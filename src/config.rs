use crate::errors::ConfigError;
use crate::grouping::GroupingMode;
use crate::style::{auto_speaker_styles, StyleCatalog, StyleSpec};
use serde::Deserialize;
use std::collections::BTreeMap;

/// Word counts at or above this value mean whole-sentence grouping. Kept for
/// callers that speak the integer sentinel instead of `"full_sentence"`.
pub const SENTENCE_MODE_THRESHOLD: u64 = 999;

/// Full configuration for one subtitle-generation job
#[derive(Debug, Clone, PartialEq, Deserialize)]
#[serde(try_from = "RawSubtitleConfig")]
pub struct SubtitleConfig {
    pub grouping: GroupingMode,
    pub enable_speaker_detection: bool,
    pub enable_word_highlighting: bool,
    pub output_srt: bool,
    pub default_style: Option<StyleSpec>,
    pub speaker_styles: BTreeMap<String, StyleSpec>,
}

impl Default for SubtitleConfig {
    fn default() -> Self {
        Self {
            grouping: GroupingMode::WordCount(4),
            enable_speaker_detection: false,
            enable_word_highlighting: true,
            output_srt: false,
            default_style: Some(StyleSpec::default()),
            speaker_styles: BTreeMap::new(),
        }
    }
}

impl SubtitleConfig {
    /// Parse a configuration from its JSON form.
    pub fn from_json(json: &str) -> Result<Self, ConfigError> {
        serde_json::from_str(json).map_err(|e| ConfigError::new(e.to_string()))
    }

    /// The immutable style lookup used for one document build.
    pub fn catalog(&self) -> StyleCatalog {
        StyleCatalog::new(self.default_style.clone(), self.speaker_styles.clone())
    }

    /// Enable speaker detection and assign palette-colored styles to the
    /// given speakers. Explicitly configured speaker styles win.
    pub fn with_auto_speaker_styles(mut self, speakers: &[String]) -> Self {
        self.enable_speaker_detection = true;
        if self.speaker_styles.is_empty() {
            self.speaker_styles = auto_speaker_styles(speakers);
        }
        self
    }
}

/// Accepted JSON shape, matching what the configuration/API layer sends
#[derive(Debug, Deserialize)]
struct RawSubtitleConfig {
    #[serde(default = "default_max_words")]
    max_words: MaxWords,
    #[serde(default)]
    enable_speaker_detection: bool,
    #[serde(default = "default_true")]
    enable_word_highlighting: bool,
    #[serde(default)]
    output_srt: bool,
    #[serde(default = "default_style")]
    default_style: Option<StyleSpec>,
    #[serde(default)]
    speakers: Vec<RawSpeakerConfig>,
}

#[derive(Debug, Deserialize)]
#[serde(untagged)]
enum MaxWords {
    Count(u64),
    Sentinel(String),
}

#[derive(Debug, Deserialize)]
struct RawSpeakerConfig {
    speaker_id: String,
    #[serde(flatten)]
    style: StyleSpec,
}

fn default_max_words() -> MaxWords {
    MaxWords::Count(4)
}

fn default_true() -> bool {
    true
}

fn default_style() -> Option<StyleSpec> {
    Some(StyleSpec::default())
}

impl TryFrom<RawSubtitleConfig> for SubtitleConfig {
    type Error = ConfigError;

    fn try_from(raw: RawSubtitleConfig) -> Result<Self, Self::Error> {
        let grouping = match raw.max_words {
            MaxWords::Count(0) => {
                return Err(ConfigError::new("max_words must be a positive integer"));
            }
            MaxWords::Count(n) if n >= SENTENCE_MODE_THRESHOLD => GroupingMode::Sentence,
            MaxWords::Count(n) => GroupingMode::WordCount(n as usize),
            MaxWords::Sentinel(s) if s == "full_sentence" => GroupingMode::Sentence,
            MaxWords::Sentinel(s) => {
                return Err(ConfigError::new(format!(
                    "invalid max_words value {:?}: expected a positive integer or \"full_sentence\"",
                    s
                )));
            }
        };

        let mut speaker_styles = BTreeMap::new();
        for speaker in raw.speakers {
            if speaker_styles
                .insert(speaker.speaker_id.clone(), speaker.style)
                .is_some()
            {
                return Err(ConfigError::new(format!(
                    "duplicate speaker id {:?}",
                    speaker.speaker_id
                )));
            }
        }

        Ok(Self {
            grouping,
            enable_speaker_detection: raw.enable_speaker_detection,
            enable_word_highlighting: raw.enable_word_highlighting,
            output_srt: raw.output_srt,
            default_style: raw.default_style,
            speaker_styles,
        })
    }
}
...
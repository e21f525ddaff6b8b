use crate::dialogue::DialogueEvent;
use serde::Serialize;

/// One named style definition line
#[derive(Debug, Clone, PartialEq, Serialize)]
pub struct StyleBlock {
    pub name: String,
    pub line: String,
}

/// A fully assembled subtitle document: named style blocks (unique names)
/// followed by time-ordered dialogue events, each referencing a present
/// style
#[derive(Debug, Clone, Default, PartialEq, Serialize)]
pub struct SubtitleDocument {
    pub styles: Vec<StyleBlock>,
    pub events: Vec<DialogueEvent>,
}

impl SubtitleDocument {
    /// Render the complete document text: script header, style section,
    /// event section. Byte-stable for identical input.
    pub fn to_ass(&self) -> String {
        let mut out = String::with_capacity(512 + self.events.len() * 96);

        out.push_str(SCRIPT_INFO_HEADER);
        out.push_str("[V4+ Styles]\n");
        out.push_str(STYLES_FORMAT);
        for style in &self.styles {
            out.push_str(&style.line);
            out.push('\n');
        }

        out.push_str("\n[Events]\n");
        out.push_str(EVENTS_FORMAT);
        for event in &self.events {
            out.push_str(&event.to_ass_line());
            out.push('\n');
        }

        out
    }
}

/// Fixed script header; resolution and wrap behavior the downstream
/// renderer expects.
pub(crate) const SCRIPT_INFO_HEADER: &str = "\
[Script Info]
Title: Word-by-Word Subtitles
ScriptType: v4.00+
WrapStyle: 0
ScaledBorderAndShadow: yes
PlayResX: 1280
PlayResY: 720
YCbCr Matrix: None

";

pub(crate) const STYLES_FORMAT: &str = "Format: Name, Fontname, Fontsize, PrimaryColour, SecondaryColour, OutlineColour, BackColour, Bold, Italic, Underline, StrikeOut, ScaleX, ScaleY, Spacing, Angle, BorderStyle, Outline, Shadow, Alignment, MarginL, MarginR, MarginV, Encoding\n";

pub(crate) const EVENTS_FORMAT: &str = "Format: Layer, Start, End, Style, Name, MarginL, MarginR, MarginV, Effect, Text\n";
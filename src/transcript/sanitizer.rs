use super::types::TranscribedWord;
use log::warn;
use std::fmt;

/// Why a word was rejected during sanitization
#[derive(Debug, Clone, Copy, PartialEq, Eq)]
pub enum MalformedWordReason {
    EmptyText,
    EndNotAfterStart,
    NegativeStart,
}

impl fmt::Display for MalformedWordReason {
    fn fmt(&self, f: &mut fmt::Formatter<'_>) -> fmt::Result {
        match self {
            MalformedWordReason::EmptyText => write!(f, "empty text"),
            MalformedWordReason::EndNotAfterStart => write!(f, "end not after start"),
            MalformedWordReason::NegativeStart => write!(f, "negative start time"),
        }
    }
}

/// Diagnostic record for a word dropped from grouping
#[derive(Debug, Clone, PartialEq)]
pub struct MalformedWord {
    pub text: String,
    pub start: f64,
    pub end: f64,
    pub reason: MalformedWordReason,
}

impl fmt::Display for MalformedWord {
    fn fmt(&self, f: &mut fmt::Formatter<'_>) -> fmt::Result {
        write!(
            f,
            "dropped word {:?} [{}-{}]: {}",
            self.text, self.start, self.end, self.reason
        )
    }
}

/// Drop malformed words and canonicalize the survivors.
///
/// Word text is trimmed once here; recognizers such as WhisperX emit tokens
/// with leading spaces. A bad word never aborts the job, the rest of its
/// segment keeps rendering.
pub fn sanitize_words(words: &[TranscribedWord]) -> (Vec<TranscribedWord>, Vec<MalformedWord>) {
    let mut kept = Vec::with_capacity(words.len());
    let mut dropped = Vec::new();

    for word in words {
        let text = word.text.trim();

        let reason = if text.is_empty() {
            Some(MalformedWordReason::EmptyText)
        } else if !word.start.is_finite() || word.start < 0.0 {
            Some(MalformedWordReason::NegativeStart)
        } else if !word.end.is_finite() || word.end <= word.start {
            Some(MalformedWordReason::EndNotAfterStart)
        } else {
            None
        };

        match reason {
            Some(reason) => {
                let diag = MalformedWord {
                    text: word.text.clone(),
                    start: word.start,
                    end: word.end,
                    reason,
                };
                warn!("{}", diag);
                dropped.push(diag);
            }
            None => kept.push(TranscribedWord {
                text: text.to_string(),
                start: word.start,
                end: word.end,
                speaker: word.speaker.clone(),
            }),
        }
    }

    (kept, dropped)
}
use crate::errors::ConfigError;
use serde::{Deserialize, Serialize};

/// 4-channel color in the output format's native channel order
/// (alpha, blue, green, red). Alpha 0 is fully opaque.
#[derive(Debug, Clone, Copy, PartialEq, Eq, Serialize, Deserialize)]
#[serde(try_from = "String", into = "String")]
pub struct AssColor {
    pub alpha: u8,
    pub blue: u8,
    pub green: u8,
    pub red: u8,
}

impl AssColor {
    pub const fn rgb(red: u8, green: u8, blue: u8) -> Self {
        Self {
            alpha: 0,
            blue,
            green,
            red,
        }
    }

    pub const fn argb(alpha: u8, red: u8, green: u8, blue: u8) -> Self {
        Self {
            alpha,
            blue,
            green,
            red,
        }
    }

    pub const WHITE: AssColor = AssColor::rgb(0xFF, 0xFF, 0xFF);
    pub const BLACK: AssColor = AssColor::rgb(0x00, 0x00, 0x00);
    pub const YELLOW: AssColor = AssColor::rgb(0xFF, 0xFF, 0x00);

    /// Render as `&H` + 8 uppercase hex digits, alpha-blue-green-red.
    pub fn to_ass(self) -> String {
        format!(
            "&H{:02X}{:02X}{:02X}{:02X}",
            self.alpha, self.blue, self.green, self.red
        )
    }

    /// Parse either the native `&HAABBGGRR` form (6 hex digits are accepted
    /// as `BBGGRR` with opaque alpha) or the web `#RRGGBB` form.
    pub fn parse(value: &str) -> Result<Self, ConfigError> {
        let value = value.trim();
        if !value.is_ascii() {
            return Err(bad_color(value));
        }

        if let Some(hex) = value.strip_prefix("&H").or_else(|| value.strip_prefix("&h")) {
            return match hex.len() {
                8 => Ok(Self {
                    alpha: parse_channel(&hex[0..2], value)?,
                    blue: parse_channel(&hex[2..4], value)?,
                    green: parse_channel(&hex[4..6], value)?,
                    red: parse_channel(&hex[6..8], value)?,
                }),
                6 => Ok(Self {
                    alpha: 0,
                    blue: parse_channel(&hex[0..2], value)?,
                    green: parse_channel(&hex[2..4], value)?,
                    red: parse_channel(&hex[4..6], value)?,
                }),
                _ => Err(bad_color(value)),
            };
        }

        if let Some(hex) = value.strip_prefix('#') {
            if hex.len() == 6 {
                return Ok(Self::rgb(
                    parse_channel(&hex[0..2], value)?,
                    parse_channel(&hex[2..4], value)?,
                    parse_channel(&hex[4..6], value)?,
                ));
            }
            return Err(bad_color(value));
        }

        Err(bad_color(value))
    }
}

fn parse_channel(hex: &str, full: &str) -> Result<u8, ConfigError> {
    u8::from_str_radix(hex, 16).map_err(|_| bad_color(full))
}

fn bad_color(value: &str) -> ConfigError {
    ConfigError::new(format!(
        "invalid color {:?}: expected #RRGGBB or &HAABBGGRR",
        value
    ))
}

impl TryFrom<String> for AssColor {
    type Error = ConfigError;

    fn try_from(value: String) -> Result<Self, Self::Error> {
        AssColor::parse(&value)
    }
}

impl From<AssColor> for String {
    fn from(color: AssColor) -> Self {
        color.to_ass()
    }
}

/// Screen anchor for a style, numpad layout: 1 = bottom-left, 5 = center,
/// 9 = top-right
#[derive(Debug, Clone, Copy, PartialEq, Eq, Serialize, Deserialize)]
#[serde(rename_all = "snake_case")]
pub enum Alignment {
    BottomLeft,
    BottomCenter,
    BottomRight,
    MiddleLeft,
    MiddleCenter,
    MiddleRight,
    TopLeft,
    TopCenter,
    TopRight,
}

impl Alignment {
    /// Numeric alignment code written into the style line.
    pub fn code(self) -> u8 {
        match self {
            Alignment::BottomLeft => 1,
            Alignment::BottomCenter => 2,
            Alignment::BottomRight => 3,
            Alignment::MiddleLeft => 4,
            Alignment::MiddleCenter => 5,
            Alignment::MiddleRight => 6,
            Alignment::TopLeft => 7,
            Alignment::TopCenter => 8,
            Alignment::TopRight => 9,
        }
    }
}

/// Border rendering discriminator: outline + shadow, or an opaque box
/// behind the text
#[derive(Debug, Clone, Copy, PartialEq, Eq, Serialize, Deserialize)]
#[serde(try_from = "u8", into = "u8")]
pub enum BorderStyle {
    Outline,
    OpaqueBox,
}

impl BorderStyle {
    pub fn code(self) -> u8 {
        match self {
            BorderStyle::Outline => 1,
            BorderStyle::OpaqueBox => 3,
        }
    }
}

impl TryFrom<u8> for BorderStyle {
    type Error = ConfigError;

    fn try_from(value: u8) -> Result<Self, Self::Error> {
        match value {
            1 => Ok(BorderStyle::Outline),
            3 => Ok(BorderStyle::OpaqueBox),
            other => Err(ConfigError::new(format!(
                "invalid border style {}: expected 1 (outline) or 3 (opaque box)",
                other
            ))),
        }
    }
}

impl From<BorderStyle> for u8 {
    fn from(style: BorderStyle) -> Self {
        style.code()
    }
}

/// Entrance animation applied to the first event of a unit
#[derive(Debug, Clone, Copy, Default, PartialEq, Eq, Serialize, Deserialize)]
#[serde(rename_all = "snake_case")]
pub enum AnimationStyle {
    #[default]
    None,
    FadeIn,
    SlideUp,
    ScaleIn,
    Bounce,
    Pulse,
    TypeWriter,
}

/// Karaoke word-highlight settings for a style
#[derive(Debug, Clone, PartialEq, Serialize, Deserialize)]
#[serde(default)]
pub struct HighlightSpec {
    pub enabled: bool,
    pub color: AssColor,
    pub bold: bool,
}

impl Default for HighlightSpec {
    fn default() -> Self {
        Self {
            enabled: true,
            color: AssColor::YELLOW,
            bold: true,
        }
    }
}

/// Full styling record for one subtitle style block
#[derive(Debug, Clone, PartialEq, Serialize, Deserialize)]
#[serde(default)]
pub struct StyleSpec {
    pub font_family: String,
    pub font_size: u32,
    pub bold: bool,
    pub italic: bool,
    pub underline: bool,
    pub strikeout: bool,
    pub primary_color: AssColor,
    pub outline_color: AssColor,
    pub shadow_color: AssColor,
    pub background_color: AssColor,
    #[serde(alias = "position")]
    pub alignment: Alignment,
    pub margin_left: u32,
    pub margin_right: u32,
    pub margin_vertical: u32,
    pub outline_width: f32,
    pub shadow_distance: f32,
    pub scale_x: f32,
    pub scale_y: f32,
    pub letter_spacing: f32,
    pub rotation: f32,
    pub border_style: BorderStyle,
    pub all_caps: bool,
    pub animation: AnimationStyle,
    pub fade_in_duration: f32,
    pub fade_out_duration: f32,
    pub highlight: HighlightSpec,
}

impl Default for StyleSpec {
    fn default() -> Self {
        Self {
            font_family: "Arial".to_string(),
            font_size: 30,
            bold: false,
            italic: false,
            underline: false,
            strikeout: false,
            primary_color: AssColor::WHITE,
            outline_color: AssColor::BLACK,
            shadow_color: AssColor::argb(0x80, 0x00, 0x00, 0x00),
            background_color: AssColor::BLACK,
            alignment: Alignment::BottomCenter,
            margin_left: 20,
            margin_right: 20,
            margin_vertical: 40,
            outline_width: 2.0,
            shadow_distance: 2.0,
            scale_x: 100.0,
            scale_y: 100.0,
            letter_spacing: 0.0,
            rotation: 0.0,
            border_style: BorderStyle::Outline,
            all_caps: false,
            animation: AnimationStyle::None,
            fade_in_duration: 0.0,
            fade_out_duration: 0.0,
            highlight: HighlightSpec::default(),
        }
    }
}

* **WHAT NEEDS TO BE DONE**:
Beginning at the line with "filename src/config.rs" and stopping after the line with "use std::collections::BTreeMap;", please write out every line of the data above exactly and nothing else.

* **ANSWER SPACE**:
filename src/config.rs
use crate::errors::ConfigError;
use crate::grouping::GroupingMode;
use crate::style::{auto_speaker_styles, StyleCatalog, StyleSpec};
use serde::Deserialize;
use std::collections::BTreeMap;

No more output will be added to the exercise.